Wow, I'm looking so forward to that time too, Wani! You're in such a hectic time of life. What small group is going though a book about how to be a Godly wife? I'm curious. Our Care Group went out to eat at Cladaugh Pub last night, and Damien Beard and Kim and I were talking about how busy the time of your life that you're in is. Hang in there!

Thanks for weighing in about my curtains. Wait until you see them done! I got all the fabric at JoAnns for a little over 5 dollars a yard, so ALL of my curtains were 100, and that included tax and trim. I had enough liner for two curtains at home, but I gotta go back today and pick up 6 yards of liner (each curtain is 3 yards long). You wouldn't believe how heavy those things are. THe fabric was really heavy before I lined it...wow. The reason I got such a good deal is that they have this home dec section now next to the regular section with the rolled up fabrics...I've never seen it before. They may have had it though and no one knew where it was. Anyway, the fabrics are beautiful, they are just 45 inches wide instead of 54 or 56. Since I'm not closing these, it doesn't matter and it saved me tons of money. I wouldn't have been able to do new curtains if it wasn't for that. And I so dearly wanted to. There's nothing wrong with what I have, we've just had them for nine years, you know? But I guess that's materialism. We didn't NEED new curtains, but the room sure is going to be neat when we're done!!

TTYS - Sniz

Lilypad Mom said...

My 2.5 year old is moving into the terrible 3's already. In the last 2 weeks the defiance has really started and she has been pushing every button and testing every limit. I'm glad you are taking some time for yourself with the retreat, enjoy every minute!

(I bought a bottle of that wine a couple weeks ago. I saw it in the store and couldn't resist. I haven't tried it yet though.)

Anonymous said...

I absolutely relate to it and it helps me feel a little less crazy :) It is still astounding, and frustrating, to me how much continual energy and patience it takes to be the mother of small children. Not that it will necessarily take less energy and patience later on, but obviously these are the formative years and later on they are at least more self-sufficient in a lot of areas. I continually struggle with the blessing of having children versus the loss of freedom I have felt. (Like please, can I just pee without the girls needing something at that exact moment?!) :) "Overwhelmed" describes how I feel too. Somedays it's like "God, seriously? You're entrusting ME with these children?"

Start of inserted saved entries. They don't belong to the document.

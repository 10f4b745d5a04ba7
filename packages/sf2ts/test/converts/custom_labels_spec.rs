/**
 * Custom Labels Conversion Tests
 *
 * A labels descriptor is a collection; every entry emits its own module
 * block and entries without a fullName are skipped.
 */

#[cfg(test)]
mod tests {
    use sf2ts::{AlignmentPair, Converter, MetadataKind, SourceUnit};

    #[test]
    fn generates_declarations_from_custom_labels() {
        let converter = Converter::default();
        let unit = SourceUnit::new(
            "CustomLabels.labels-meta.xml",
            MetadataKind::CustomLabels,
            r#"<?xml version="1.0" encoding="UTF-8"?>
<CustomLabels xmlns="http://soap.sforce.com/2006/04/metadata">
    <labels>
        <fullName>Account</fullName>
        <categories>CategoryOne</categories>
        <language>en_US</language>
        <protected>false</protected>
        <shortDescription>Account Description</shortDescription>
        <value>Label Value</value>
    </labels>
    <labels>
        <fullName>Australia</fullName>
        <categories>CategoryOne</categories>
        <language>en_US</language>
        <protected>false</protected>
        <shortDescription>Australia</shortDescription>
        <value>Australia</value>
    </labels>
    <labels>
        <fullName>Austria</fullName>
        <categories>CategoryTwo</categories>
        <language>en_US</language>
        <protected>false</protected>
        <shortDescription>Austria</shortDescription>
        <value>Austria</value>
    </labels>
</CustomLabels>
"#,
        );
        let compiled = converter.convert(&unit).unwrap();
        assert_eq!(
            compiled.declaration_text,
            r#"declare module "@salesforce/label/c.Account" {
  /**
   * @description Account Description
   */
  const lblAccount = 'Label Value';
  export default lblAccount;
}
declare module "@salesforce/label/c.Australia" {
  /**
   * @description Australia
   */
  const lblAustralia = 'Australia';
  export default lblAustralia;
}
declare module "@salesforce/label/c.Austria" {
  /**
   * @description Austria
   */
  const lblAustria = 'Austria';
  export default lblAustria;
}
"#
        );
        assert_eq!(
            compiled.alignment,
            vec![
                AlignmentPair::new(133, 15),
                AlignmentPair::new(140, 44),
                AlignmentPair::new(133, 105),
                AlignmentPair::new(140, 115),
                AlignmentPair::new(414, 179),
                AlignmentPair::new(423, 210),
                AlignmentPair::new(414, 261),
                AlignmentPair::new(423, 273),
                AlignmentPair::new(685, 337),
                AlignmentPair::new(692, 366),
                AlignmentPair::new(685, 415),
                AlignmentPair::new(692, 425),
            ]
        );
    }

    #[test]
    fn entries_without_a_full_name_are_skipped() {
        let converter = Converter::default();
        let unit = SourceUnit::new(
            "CustomLabels.labels-meta.xml",
            MetadataKind::CustomLabels,
            r#"<CustomLabels>
    <labels>
        <value>Orphan</value>
    </labels>
    <labels>
        <fullName>Kept</fullName>
        <shortDescription>Kept</shortDescription>
        <value>Kept</value>
    </labels>
</CustomLabels>
"#,
        );
        let compiled = converter.convert(&unit).unwrap();
        assert_eq!(
            compiled.declaration_text,
            r#"declare module "@salesforce/label/c.Kept" {
  /**
   * @description Kept
   */
  const lblKept = 'Kept';
  export default lblKept;
}
"#
        );
        assert_eq!(compiled.alignment.len(), 4);
    }

    #[test]
    fn empty_collection_converts_to_nothing() {
        let converter = Converter::default();
        let unit = SourceUnit::new(
            "CustomLabels.labels-meta.xml",
            MetadataKind::CustomLabels,
            "<CustomLabels xmlns=\"http://soap.sforce.com/2006/04/metadata\">\n</CustomLabels>\n",
        );
        let compiled = converter.convert(&unit).unwrap();
        assert_eq!(compiled.declaration_text, "");
        assert!(compiled.alignment.is_empty());
    }
}
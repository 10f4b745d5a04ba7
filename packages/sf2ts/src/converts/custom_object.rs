use crate::builder::PositionAwareTextBuilder;
use crate::component::{file_base_name, CompiledUnit, SourceUnit};
use crate::error::ConvertError;
use crate::xml::first_tag;

/// Emits the `@salesforce/schema/<Object>` module for a custom object
/// descriptor. The object name comes from the file name; alignment anchors
/// on the `label` value.
pub fn convert(unit: &SourceUnit) -> Result<CompiledUnit, ConvertError> {
    let object_name = file_base_name(&unit.path)
        .ok_or_else(|| ConvertError::structural(&unit.path, "cannot determine object name"))?;
    let Some(label) = first_tag(&unit.content, "label") else {
        return Ok(CompiledUnit::not_applicable(unit));
    };
    let description = first_tag(&unit.content, "description").map_or("", |tag| tag.value);

    let mut builder = PositionAwareTextBuilder::new();
    builder.add_plain("declare module ");
    builder.add_anchored(
        &format!("\"@salesforce/schema/{}\"", object_name),
        label.start,
        label.end,
    );
    builder.add_plain(&format!(
        " {{\n  /**\n   * @description {}\n   */\n  const ",
        description
    ));
    builder.add_anchored(object_name, label.start, label.end);
    builder.add_plain(&format!(
        ": {{\n      objectApiName: '{}';\n  }}\n  export default {};\n}}",
        object_name, object_name
    ));
    Ok(CompiledUnit::new(unit, builder.build(), builder.alignment()))
}
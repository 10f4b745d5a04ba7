/**
 * Apex scanner
 *
 * Tokenizes apex source into identifier, keyword, string, number and
 * character tokens with byte spans. Whitespace and comments are skipped.
 * Scanning is total: unexpected characters become plain character tokens
 * and are left for the parser to reject.
 */
use once_cell::sync::Lazy;
use std::collections::HashSet;

const EOF_CHAR: char = '\u{0}';

/// Token types in apex source.
#[derive(Debug, Clone, Copy, PartialEq, Eq)]
pub enum TokenType {
    Character,
    Identifier,
    Keyword,
    String,
    Number,
}

/// Token representation.
#[derive(Debug, Clone, PartialEq, Eq)]
pub struct Token {
    pub index: usize,
    pub end: usize,
    pub token_type: TokenType,
    pub str_value: String,
}

impl Token {
    pub fn new(index: usize, end: usize, token_type: TokenType, str_value: String) -> Self {
        Token {
            index,
            end,
            token_type,
            str_value,
        }
    }

    pub fn is_character(&self, code: char) -> bool {
        self.token_type == TokenType::Character && self.str_value.chars().next() == Some(code)
    }

    pub fn is_identifier(&self) -> bool {
        self.token_type == TokenType::Identifier
    }

    /// Keyword check; apex keywords are case-insensitive.
    pub fn is_keyword(&self, keyword: &str) -> bool {
        self.token_type == TokenType::Keyword && self.str_value.eq_ignore_ascii_case(keyword)
    }

    pub fn is_any_keyword(&self) -> bool {
        self.token_type == TokenType::Keyword
    }

    pub fn is_string(&self) -> bool {
        self.token_type == TokenType::String
    }

    pub fn is_number(&self) -> bool {
        self.token_type == TokenType::Number
    }
}

pub fn new_character_token(index: usize, end: usize, code: char) -> Token {
    Token::new(index, end, TokenType::Character, code.to_string())
}

pub fn new_identifier_token(index: usize, end: usize, text: String) -> Token {
    Token::new(index, end, TokenType::Identifier, text)
}

pub fn new_keyword_token(index: usize, end: usize, text: String) -> Token {
    Token::new(index, end, TokenType::Keyword, text)
}

pub fn new_string_token(index: usize, end: usize, text: String) -> Token {
    Token::new(index, end, TokenType::String, text)
}

pub fn new_number_token(index: usize, end: usize, text: String) -> Token {
    Token::new(index, end, TokenType::Number, text)
}

/// Words with declaration-level meaning. Type names such as `Integer` are
/// ordinary identifiers, and so is `void`, which flows through as a return
/// type. Stored lowercase; lookups lowercase the candidate first.
pub(crate) static KEYWORDS: Lazy<HashSet<&'static str>> = Lazy::new(|| {
    HashSet::from([
        "abstract",
        "class",
        "enum",
        "extends",
        "final",
        "global",
        "implements",
        "inherited",
        "interface",
        "override",
        "private",
        "protected",
        "public",
        "sharing",
        "static",
        "testmethod",
        "transient",
        "trigger",
        "virtual",
        "webservice",
        "with",
        "without",
    ])
});

/// Apex lexer.
pub struct Lexer;

impl Lexer {
    pub fn new() -> Self {
        Lexer
    }

    pub fn tokenize(&self, text: &str) -> Vec<Token> {
        Scanner::new(text).scan()
    }
}

impl Default for Lexer {
    fn default() -> Self {
        Self::new()
    }
}

/// Scanner for tokenizing input.
struct Scanner {
    input: String,
    length: usize,
    index: usize,
    peek: char,
    tokens: Vec<Token>,
}

impl Scanner {
    fn new(input: &str) -> Self {
        let peek = input.chars().next().unwrap_or(EOF_CHAR);
        Scanner {
            input: input.to_string(),
            length: input.len(),
            index: 0,
            peek,
            tokens: Vec::new(),
        }
    }

    fn scan(mut self) -> Vec<Token> {
        while let Some(token) = self.scan_token() {
            self.tokens.push(token);
        }
        self.tokens
    }

    fn advance(&mut self) {
        self.index += self.peek.len_utf8();
        self.peek = if self.index < self.length {
            self.input[self.index..].chars().next().unwrap_or(EOF_CHAR)
        } else {
            EOF_CHAR
        };
    }

    fn peek_next(&self) -> char {
        let next = self.index + self.peek.len_utf8();
        if next < self.length {
            self.input[next..].chars().next().unwrap_or(EOF_CHAR)
        } else {
            EOF_CHAR
        }
    }

    fn scan_token(&mut self) -> Option<Token> {
        loop {
            while self.index < self.length && self.peek.is_whitespace() {
                self.advance();
            }
            if self.peek == '/' && self.peek_next() == '/' {
                while self.index < self.length && self.peek != '\n' {
                    self.advance();
                }
                continue;
            }
            if self.peek == '/' && self.peek_next() == '*' {
                self.advance();
                self.advance();
                while self.index < self.length && !(self.peek == '*' && self.peek_next() == '/') {
                    self.advance();
                }
                if self.index < self.length {
                    self.advance();
                    self.advance();
                }
                continue;
            }
            break;
        }

        if self.index >= self.length {
            return None;
        }

        let start = self.index;
        let ch = self.peek;

        if is_identifier_start(ch) {
            return Some(self.scan_identifier(start));
        }
        if ch.is_ascii_digit() {
            return Some(self.scan_number(start));
        }
        if ch == '\'' {
            return Some(self.scan_string(start));
        }

        self.advance();
        Some(new_character_token(start, self.index, ch))
    }

    fn scan_identifier(&mut self, start: usize) -> Token {
        while self.index < self.length && is_identifier_part(self.peek) {
            self.advance();
        }
        let text = self.input[start..self.index].to_string();
        if KEYWORDS.contains(text.to_lowercase().as_str()) {
            new_keyword_token(start, self.index, text)
        } else {
            new_identifier_token(start, self.index, text)
        }
    }

    fn scan_number(&mut self, start: usize) -> Token {
        while self.index < self.length && self.peek.is_ascii_digit() {
            self.advance();
        }
        if self.peek == '.' && self.peek_next().is_ascii_digit() {
            self.advance();
            while self.index < self.length && self.peek.is_ascii_digit() {
                self.advance();
            }
        }
        if self.peek == 'e' || self.peek == 'E' {
            let after = self.peek_next();
            if after.is_ascii_digit() || after == '+' || after == '-' {
                self.advance();
                self.advance();
                while self.index < self.length && self.peek.is_ascii_digit() {
                    self.advance();
                }
            }
        }
        // Long/Decimal literal suffixes
        if matches!(self.peek, 'l' | 'L' | 'd' | 'D') {
            self.advance();
        }
        new_number_token(start, self.index, self.input[start..self.index].to_string())
    }

    fn scan_string(&mut self, start: usize) -> Token {
        self.advance();
        let value_start = self.index;
        while self.index < self.length && self.peek != '\'' {
            if self.peek == '\\' {
                self.advance();
            }
            if self.index < self.length {
                self.advance();
            }
        }
        let value = self.input[value_start..self.index].to_string();
        if self.index < self.length {
            self.advance();
        }
        new_string_token(start, self.index, value)
    }
}

fn is_identifier_start(ch: char) -> bool {
    ch.is_ascii_alphabetic() || ch == '_'
}

fn is_identifier_part(ch: char) -> bool {
    ch.is_ascii_alphanumeric() || ch == '_'
}
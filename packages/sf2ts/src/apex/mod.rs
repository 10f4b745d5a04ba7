/**
 * Apex front end: lexer, recursive-descent parser, warm-up service, and the
 * TypeScript declaration compiler that consumes the parsed tree.
 */
pub mod ast;
pub mod declaration;
pub mod lexer;
pub mod parser;
pub mod service;
pub mod types;
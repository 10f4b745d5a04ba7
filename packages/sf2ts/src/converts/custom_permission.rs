use crate::builder::PositionAwareTextBuilder;
use crate::component::{file_base_name, CompiledUnit, SourceUnit};
use crate::error::ConvertError;
use crate::xml::first_tag;

/// Emits the `@salesforce/customPermission/<Name>` module, exposing a
/// `has<Name>` boolean. The permission name comes from the file name;
/// alignment anchors on the `label` value.
pub fn convert(unit: &SourceUnit) -> Result<CompiledUnit, ConvertError> {
    let permission_name = file_base_name(&unit.path)
        .ok_or_else(|| ConvertError::structural(&unit.path, "cannot determine permission name"))?;
    let Some(label) = first_tag(&unit.content, "label") else {
        return Ok(CompiledUnit::not_applicable(unit));
    };
    let description = first_tag(&unit.content, "description").map_or("", |tag| tag.value);

    let mut builder = PositionAwareTextBuilder::new();
    builder.add_plain("declare module ");
    builder.add_anchored(
        &format!("\"@salesforce/customPermission/{}\"", permission_name),
        label.start,
        label.end,
    );
    builder.add_plain(&format!(
        " {{\n  /**\n   * {}\n   *\n   * @description {}\n   */\n  const ",
        label.value, description
    ));
    builder.add_anchored(
        &format!("has{}", permission_name),
        label.start,
        label.end,
    );
    builder.add_plain(&format!(
        ":boolean;\n  export default has{};\n}}",
        permission_name
    ));
    Ok(CompiledUnit::new(unit, builder.build(), builder.alignment()))
}
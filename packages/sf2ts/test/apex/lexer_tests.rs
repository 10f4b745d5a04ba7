/**
 * Apex Lexer Tests
 *
 * Token kinds, byte spans, keyword case-insensitivity, comment and
 * whitespace skipping.
 */

#[cfg(test)]
mod tests {
    use sf2ts::apex::lexer::{Lexer, Token};

    fn lex(text: &str) -> Vec<Token> {
        Lexer::new().tokenize(text)
    }

    fn expect_token(token: &Token, index: usize, end: usize) {
        assert_eq!(token.index, index, "Token index mismatch");
        assert_eq!(token.end, end, "Token end mismatch");
    }

    fn expect_character_token(token: &Token, index: usize, end: usize, character: char) {
        expect_token(token, index, end);
        assert!(
            token.is_character(character),
            "Expected character token '{}', got {:?}",
            character,
            token
        );
    }

    fn expect_identifier_token(token: &Token, index: usize, end: usize, identifier: &str) {
        expect_token(token, index, end);
        assert!(token.is_identifier(), "Expected identifier token");
        assert_eq!(token.str_value, identifier, "Expected identifier value");
    }

    fn expect_keyword_token(token: &Token, index: usize, end: usize, keyword: &str) {
        expect_token(token, index, end);
        assert!(
            token.is_keyword(keyword),
            "Expected keyword token '{}', got {:?}",
            keyword,
            token
        );
    }

    fn expect_number_token(token: &Token, index: usize, end: usize, text: &str) {
        expect_token(token, index, end);
        assert!(token.is_number(), "Expected number token");
        assert_eq!(token.str_value, text, "Expected number text");
    }

    fn expect_string_token(token: &Token, index: usize, end: usize, value: &str) {
        expect_token(token, index, end);
        assert!(token.is_string(), "Expected string token");
        assert_eq!(token.str_value, value, "Expected string value");
    }

    #[test]
    fn tokenizes_a_class_header() {
        let tokens = lex("public class Foo {");
        assert_eq!(tokens.len(), 4);
        expect_keyword_token(&tokens[0], 0, 6, "public");
        expect_keyword_token(&tokens[1], 7, 12, "class");
        expect_identifier_token(&tokens[2], 13, 16, "Foo");
        expect_character_token(&tokens[3], 17, 18, '{');
    }

    #[test]
    fn keywords_are_case_insensitive() {
        let tokens = lex("PUBLIC Static GLOBAL");
        expect_keyword_token(&tokens[0], 0, 6, "public");
        expect_keyword_token(&tokens[1], 7, 13, "static");
        expect_keyword_token(&tokens[2], 14, 20, "global");
        // Original spelling is preserved on the token.
        assert_eq!(tokens[0].str_value, "PUBLIC");
    }

    #[test]
    fn type_names_and_void_are_identifiers() {
        let tokens = lex("void Integer String Boolean");
        for token in &tokens {
            assert!(
                token.is_identifier(),
                "{} must not be a keyword",
                token.str_value
            );
        }
    }

    #[test]
    fn tokenizes_an_annotation_with_arguments() {
        let tokens = lex("@AuraEnabled(Cacheable=true)");
        expect_character_token(&tokens[0], 0, 1, '@');
        expect_identifier_token(&tokens[1], 1, 12, "AuraEnabled");
        expect_character_token(&tokens[2], 12, 13, '(');
        expect_identifier_token(&tokens[3], 13, 22, "Cacheable");
        expect_character_token(&tokens[4], 22, 23, '=');
        expect_identifier_token(&tokens[5], 23, 27, "true");
        expect_character_token(&tokens[6], 27, 28, ')');
    }

    #[test]
    fn tokenizes_numbers() {
        let tokens = lex("40 3.14 2.5e10 1e+5 100L 0.5d");
        expect_number_token(&tokens[0], 0, 2, "40");
        expect_number_token(&tokens[1], 3, 7, "3.14");
        expect_number_token(&tokens[2], 8, 14, "2.5e10");
        expect_number_token(&tokens[3], 15, 19, "1e+5");
        expect_number_token(&tokens[4], 20, 24, "100L");
        expect_number_token(&tokens[5], 25, 29, "0.5d");
    }

    #[test]
    fn integer_followed_by_member_access_is_not_a_fraction() {
        let tokens = lex("1.format()");
        expect_number_token(&tokens[0], 0, 1, "1");
        expect_character_token(&tokens[1], 1, 2, '.');
        expect_identifier_token(&tokens[2], 2, 8, "format");
    }

    #[test]
    fn tokenizes_strings_with_escapes() {
        let tokens = lex("s = 'Hello, World!';");
        expect_string_token(&tokens[2], 4, 19, "Hello, World!");

        let tokens = lex(r"'don\'t'");
        expect_string_token(&tokens[0], 0, 8, r"don\'t");
    }

    #[test]
    fn an_unterminated_string_consumes_the_rest_of_the_input() {
        let tokens = lex("'oops");
        assert_eq!(tokens.len(), 1);
        expect_string_token(&tokens[0], 0, 5, "oops");
    }

    #[test]
    fn skips_line_and_block_comments() {
        let tokens = lex("class // trailing words\n/* a\n block */ Foo");
        assert_eq!(tokens.len(), 2);
        expect_keyword_token(&tokens[0], 0, 5, "class");
        assert_eq!(tokens[1].str_value, "Foo");
    }

    #[test]
    fn comment_at_end_of_input_yields_no_token() {
        assert!(lex("// nothing else").is_empty());
        assert!(lex("/* unterminated").is_empty());
    }

    #[test]
    fn unexpected_characters_become_character_tokens() {
        let tokens = lex("a # b");
        expect_identifier_token(&tokens[0], 0, 1, "a");
        expect_character_token(&tokens[1], 2, 3, '#');
        expect_identifier_token(&tokens[2], 4, 5, "b");
    }

    #[test]
    fn empty_input_yields_no_tokens() {
        assert!(lex("").is_empty());
        assert!(lex("   \n\t ").is_empty());
    }
}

Something that I'm chewing on in my mind at the moment is something a professor taught me in relation to counseling, that it is less about "content" (as in information") and more about "process." Basically, it can be easy to get caught up in the details and neglect seeing the bigger picture or progress of moving in the right direction. Realizing this in my own life, I get easily discouraged by my mistakes, or a day in which the girls are very testy, or "marriage patterns" that don't seem to be resolved. I'm trying to remember that God IS moving, that He is building on each experience. Somedays I would prefer to say "Screw the process...the content sucks!!" But then I try to remind myself of growth in me, between Matt and I, or in the girls, and trust that God is still working even if it sometimes feels like things are at a standstill.
Well, I just used all my brainpower for today. I might have even tapped into my meager supply for tomorrow! So...I'm going to feed the baby one more time and pray for a 4 hour stretch of sleep!